Homeowners will continue to pay $60 to $75 more when they get their second installment property tax bills in 2013, Cook County Assessor Joseph Berrios said on Wednesday. The announcement comes after the Illinois Senate again failed to pass a law that would allow assessors to go after people who claim fraudulent property exemptions.
“This is a rampant problem in Cook County,” Berrios said. “Tax cheats know the system and that we can’t force them to pay. What they don’t know or care about is that the honest homeowner is picking up the tab. For struggling families, $75 is a week’s worth of food on the table.”
House Bill 506 would have curbed erroneous property exemptions and helped Illinois recover tens of millions of dollars that rightfully belongs to taxing bodies, including schools. The legislation passed the Illinois House, but the Senate twice voted it down — most recently on Tuesday. Several senators representing Cook County failed to vote, or cast a “no” vote against the bill.
“The senators who sat at their desks and failed to push their buttons showed lack of regard to their constituents,” said Berrios, who vowed to reintroduced the legislation in January.

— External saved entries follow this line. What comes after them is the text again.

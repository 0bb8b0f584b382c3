//! Wire format of the persisted log: a JSON array of
//! `{ "ts", "mood", "value", "note" }` objects, newest first.

use super::error::StoreError;
use crate::core::{HistoryEntry, HistoryLog};

pub fn encode(log: &HistoryLog) -> Result<String, StoreError> {
    serde_json::to_string(log.entries())
        .map_err(|e| StoreError::SerializationFailed(e.to_string()))
}

pub fn decode(raw: &str) -> Result<HistoryLog, StoreError> {
    serde_json::from_str::<Vec<HistoryEntry>>(raw)
        .map(HistoryLog::from_entries)
        .map_err(|e| StoreError::DeserializationFailed(e.to_string()))
}
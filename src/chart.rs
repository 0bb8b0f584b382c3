//! Chart projection of the history log.
//!
//! The log is stored newest-first; charts read left to right in time. The
//! projection takes the most recent entries, flips them to oldest-first and
//! numbers them from 1.

use crate::core::HistoryLog;
use serde::Serialize;

/// How many recent entries the history chart shows.
pub const DEFAULT_WINDOW: usize = 20;

/// Fixed value axis, wide enough for every catalog value.
pub const Y_DOMAIN: (f64, f64) = (0.5, 4.5);

/// Value axis ticks, one per distinct catalog value.
pub const Y_TICKS: [f64; 5] = [1.0, 1.5, 2.0, 3.0, 4.0];

const LABEL_FORMAT: &str = "%Y-%m-%d";

/// One point of the trend chart.
#[derive(Clone, Debug, PartialEq, Serialize)]
pub struct ChartPoint {
    /// 1-based position, increasing with time.
    pub index: usize,
    pub value: f64,
    /// Calendar date (UTC) of the entry.
    pub label: String,
    pub note: Option<String>,
}

/// Project the newest `limit` entries of `log` into oldest-first points.
///
/// # Example
///
/// ```rust
/// use calmly::chart::project;
/// use calmly::core::{HistoryEntry, HistoryLog, MoodId};
/// use chrono::{TimeZone, Utc};
///
/// let day = |d| Utc.with_ymd_and_hms(2024, 2, d, 9, 0, 0).unwrap();
/// let log = HistoryLog::new()
///     .record(HistoryEntry::new(MoodId::Sad.option(), "", day(1)), 60)
///     .record(HistoryEntry::new(MoodId::Happy.option(), "", day(2)), 60);
///
/// let points = project(&log, 20);
/// assert_eq!(points[0].index, 1);
/// assert_eq!(points[0].value, 2.0);
/// assert_eq!(points[0].label, "2024-02-01");
/// assert_eq!(points[1].value, 4.0);
/// ```
pub fn project(log: &HistoryLog, limit: usize) -> Vec<ChartPoint> {
    log.iter()
        .take(limit)
        .collect::<Vec<_>>()
        .into_iter()
        .rev()
        .enumerate()
        .map(|(i, entry)| ChartPoint {
            index: i + 1,
            value: entry.value,
            label: entry.timestamp.format(LABEL_FORMAT).to_string(),
            note: entry.note.clone(),
        })
        .collect()
}

#[cfg(test)]
mod tests {
    use super::*;
    use crate::core::{HistoryEntry, MoodId};
    use chrono::{Duration, TimeZone, Utc};

    fn log_with(moods: &[MoodId]) -> HistoryLog {
        // moods given oldest-first; recorded in that order so the log ends newest-first
        let start = Utc.with_ymd_and_hms(2024, 1, 1, 8, 0, 0).unwrap();
        moods.iter().enumerate().fold(HistoryLog::new(), |log, (i, mood)| {
            log.record(
                HistoryEntry::new(mood.option(), "", start + Duration::days(i as i64)),
                60,
            )
        })
    }

    #[test]
    fn empty_log_projects_nothing() {
        assert!(project(&HistoryLog::new(), DEFAULT_WINDOW).is_empty());
    }

    #[test]
    fn points_run_oldest_to_newest() {
        let log = log_with(&[MoodId::Angry, MoodId::Sad, MoodId::Happy]);
        let points = project(&log, DEFAULT_WINDOW);

        let values: Vec<f64> = points.iter().map(|p| p.value).collect();
        let indices: Vec<usize> = points.iter().map(|p| p.index).collect();
        assert_eq!(values, vec![1.0, 2.0, 4.0]);
        assert_eq!(indices, vec![1, 2, 3]);
        assert_eq!(points[0].label, "2024-01-01");
        assert_eq!(points[2].label, "2024-01-03");
    }

    #[test]
    fn window_keeps_most_recent_entries() {
        let moods: Vec<MoodId> = (0..25)
            .map(|i| if i < 5 { MoodId::Angry } else { MoodId::Okay })
            .collect();
        let points = project(&log_with(&moods), DEFAULT_WINDOW);

        assert_eq!(points.len(), 20);
        assert!(points.iter().all(|p| p.value == 3.0));
        assert_eq!(points.last().unwrap().index, 20);
    }

    #[test]
    fn projection_is_idempotent() {
        let log = log_with(&[MoodId::Anxious, MoodId::Okay]);
        assert_eq!(project(&log, 5), project(&log, 5));
    }

    #[test]
    fn notes_travel_with_points() {
        let ts = Utc.with_ymd_and_hms(2024, 1, 1, 8, 0, 0).unwrap();
        let entry = HistoryEntry::new(MoodId::Sad.option(), " rain ", ts);
        let log = HistoryLog::new().record(entry, 60);
        assert_eq!(project(&log, 1)[0].note.as_deref(), Some("rain"));
    }

    #[test]
    fn ticks_fall_inside_domain() {
        assert!(Y_TICKS.iter().all(|t| *t > Y_DOMAIN.0 && *t < Y_DOMAIN.1));
    }
}
//! History store error types.

use thiserror::Error;

/// Failures reported by a key-value backend.
#[derive(Debug, Error)]
pub enum BackendError {
    #[error("I/O error on key '{key}': {source}")]
    Io {
        key: String,
        #[source]
        source: std::io::Error,
    },

    /// The backend refused the operation (quota, read-only medium, ...).
    #[error("Backend unavailable: {0}")]
    Unavailable(String),
}

/// Errors that can occur while loading or persisting the history log.
#[derive(Debug, Error)]
pub enum StoreError {
    #[error(transparent)]
    Backend(#[from] BackendError),

    /// Serialization of the log to JSON failed
    #[error("Serialization failed: {0}")]
    SerializationFailed(String),

    /// The stored payload is not a list of history entries
    #[error("Deserialization failed: {0}")]
    DeserializationFailed(String),
}
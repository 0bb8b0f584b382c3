//! Second-granularity countdown shared by the timed exercises.

/// Whole-second countdown clamped at zero.
#[derive(Clone, Copy, Debug, PartialEq, Eq)]
pub struct Countdown {
    remaining: u32,
}

impl Countdown {
    pub fn new(seconds: u32) -> Self {
        Self { remaining: seconds }
    }

    /// Take one second off. Never goes below zero.
    pub fn tick(&mut self) -> u32 {
        self.remaining = self.remaining.saturating_sub(1);
        self.remaining
    }

    pub fn remaining(&self) -> u32 {
        self.remaining
    }

    pub fn is_elapsed(&self) -> bool {
        self.remaining == 0
    }
}

#[cfg(test)]
mod tests {
    use super::*;

    #[test]
    fn ticks_down_and_clamps() {
        let mut countdown = Countdown::new(2);
        assert_eq!(countdown.tick(), 1);
        assert!(!countdown.is_elapsed());
        assert_eq!(countdown.tick(), 0);
        assert!(countdown.is_elapsed());
        assert_eq!(countdown.tick(), 0);
    }

    #[test]
    fn zero_length_countdown_is_elapsed() {
        assert!(Countdown::new(0).is_elapsed());
    }
}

The bill was intended to allow assessors to recover money from those who had taken erroneous exemptions. Analysts estimated that the bill would bring in $119 million statewide — $65 million to Cook County alone — by allowing counties to address scofflaws who choose to put their tax burdens on their neighbors by claiming homestead exemptions on multiple homes. The recovered money would then be returned to taxing bodies, including school districts.